Might I suggest that those keen to get us out of our cars should seek the views of people less well-equipped physically and tone down their stridency.
Closure of vital road must cease
Roy Walker, Camden, full address supplied, writes:
I have just seen that Jamestown Road between Arlington Road and Camden High Street has been sign posted as closed to traffic.
It is utterly disgraceful and shameful that Camden has used the cover of the pandemic to implement closure of a vital road without consulting any of those who live and work in this area.
Camden have shown by this action that they have total and utter contempt for both residents and businesses in this area who will now be seriously adversely affected by this disgraceful action.
Life is already very hard, without Camden impinging on the free movement of local people.

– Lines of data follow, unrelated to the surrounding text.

//! Core logic for the `genlottery` workspace.
//!
//! This crate owns everything that is not a terminal surface:
//!
//! - **[`rules`]** — the static table mapping each supported game to its
//!   drawing rule (primary max/quantity plus an optional secondary draw),
//!   and the shared line-count limits.
//!
//! - **[`draw`]** — sampling without replacement from a rule's ranges,
//!   producing sorted, zero-padded [`DrawLine`]s.
//!
//! - **[`store`]** — one whole-file record per game type under the save
//!   directory: [`ResultStore`] persists, loads, and deletes
//!   [`SavedBatch`]es.
//!
//! - **[`session`]** — the [`Session`] orchestrator that turns one user
//!   request (generate / show saved / delete) into a [`DisplayPayload`]
//!   for whichever output surface is active (plain text or the form).

pub mod draw;
pub mod rules;
pub mod session;
pub mod store;

// ── Primary re-exports ──────────────────────────────────────────────
pub use draw::{DrawLine, draw, draw_many, draw_with};
pub use rules::{
    DEFAULT_LINES, ExtraRule, LotteryRule, LotteryType, MAX_LINES, MIN_LINES, RULE_START,
};
pub use session::{DisplayPayload, Session, SessionAction, SessionError, SessionRequest, SessionState};
pub use store::{DeleteOutcome, ResultStore, SavedBatch, StoreError};
//! Sequential byte sources.
//!
//! The converter needs three primitives from its input: read one byte, peek
//! one byte without consuming it, and discard a counted run of bytes. Any
//! [`BufRead`] provides all three without extra buffering, so the trait has a
//! blanket implementation for it; slices, `Cursor`s, `BufReader<File>` and a
//! locked stdin all work directly.

use std::io::{self, BufRead, ErrorKind, Read};

/// A sequential byte source with one byte of lookahead.
///
/// End of input is `Ok(None)` (or a short count from [`skip_bytes`]),
/// never an error.
///
/// [`skip_bytes`]: ByteSource::skip_bytes
pub trait ByteSource {
    /// Read and consume the next byte.
    fn read_byte(&mut self) -> io::Result<Option<u8>>;

    /// Return the next byte without consuming it.
    fn peek_byte(&mut self) -> io::Result<Option<u8>>;

    /// Discard up to `n` bytes and return how many were discarded.
    ///
    /// A result smaller than `n` means the input ended first.
    fn skip_bytes(&mut self, n: u64) -> io::Result<u64>;
}

impl<R: BufRead> ByteSource for R {
    fn read_byte(&mut self) -> io::Result<Option<u8>> {
        let next = self.peek_byte()?;
        if next.is_some() {
            self.consume(1);
        }
        Ok(next)
    }

    fn peek_byte(&mut self) -> io::Result<Option<u8>> {
        loop {
            match self.fill_buf() {
                Ok(buf) => return Ok(buf.first().copied()),
                Err(e) if e.kind() == ErrorKind::Interrupted => continue,
                Err(e) => return Err(e),
            }
        }
    }

    fn skip_bytes(&mut self, n: u64) -> io::Result<u64> {
        io::copy(&mut self.by_ref().take(n), &mut io::sink())
    }
}

#[cfg(test)]
mod tests {
    use super::*;
    use std::io::{BufReader, Cursor};

    #[test]
    fn read_and_peek_on_slice() {
        let mut src: &[u8] = b"ab";
        assert_eq!(src.peek_byte().unwrap(), Some(b'a'));
        assert_eq!(src.peek_byte().unwrap(), Some(b'a'));
        assert_eq!(src.read_byte().unwrap(), Some(b'a'));
        assert_eq!(src.read_byte().unwrap(), Some(b'b'));
        assert_eq!(src.read_byte().unwrap(), None);
        assert_eq!(src.peek_byte().unwrap(), None);
    }

    #[test]
    fn skip_reports_short_count_at_end() {
        let mut src = Cursor::new(b"0123456789".to_vec());
        assert_eq!(src.skip_bytes(4).unwrap(), 4);
        assert_eq!(src.read_byte().unwrap(), Some(b'4'));
        assert_eq!(src.skip_bytes(100).unwrap(), 5);
        assert_eq!(src.read_byte().unwrap(), None);
    }

    #[test]
    fn skip_crosses_buffer_boundaries() {
        let data: Vec<u8> = (0..=255u8).cycle().take(10_000).collect();
        let mut src = BufReader::with_capacity(7, Cursor::new(data));
        assert_eq!(src.skip_bytes(9_999).unwrap(), 9_999);
        assert_eq!(src.read_byte().unwrap(), Some((9_999 % 256) as u8));
    }

    /// Fails with `Interrupted` on the first read, then serves `data`.
    struct InterruptedOnce {
        interrupted: bool,
        data: Cursor<Vec<u8>>,
    }

    impl Read for InterruptedOnce {
        fn read(&mut self, buf: &mut [u8]) -> io::Result<usize> {
            if !self.interrupted {
                self.interrupted = true;
                return Err(io::Error::from(ErrorKind::Interrupted));
            }
            self.data.read(buf)
        }
    }

    #[test]
    fn interrupted_reads_are_retried() {
        let mut src = BufReader::new(InterruptedOnce {
            interrupted: false,
            data: Cursor::new(b"xy".to_vec()),
        });
        assert_eq!(src.peek_byte().unwrap(), Some(b'x'));
        assert!(src.get_ref().interrupted);
        assert_eq!(src.read_byte().unwrap(), Some(b'x'));
        assert_eq!(src.read_byte().unwrap(), Some(b'y'));
        assert_eq!(src.read_byte().unwrap(), None);
    }

    struct Failing;

    impl Read for Failing {
        fn read(&mut self, _buf: &mut [u8]) -> io::Result<usize> {
            Err(io::Error::other("device gone"))
        }
    }

    #[test]
    fn read_faults_surface() {
        let mut src = BufReader::new(Failing);
        let err = src.read_byte().unwrap_err();
        assert_eq!(err.to_string(), "device gone");
    }
}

This closure will now push a lot of traffic onto other local roads in the vicinity, making them far more congested than they already are, given that in these times it is necessary for safety reasons for people especially those who are either shielding themselves or vulnerable people, to use their cars.
The concentration of traffic onto other roads will have a serious negative effect, both in the creation of unnecessary distances travelled, traffic jams and the pollution resulting from stationary vehicles trapped in these traffic jams.
I call upon you, as local councillors to immediately reverse this disgraceful and contemptuous action implemented by Camden Council.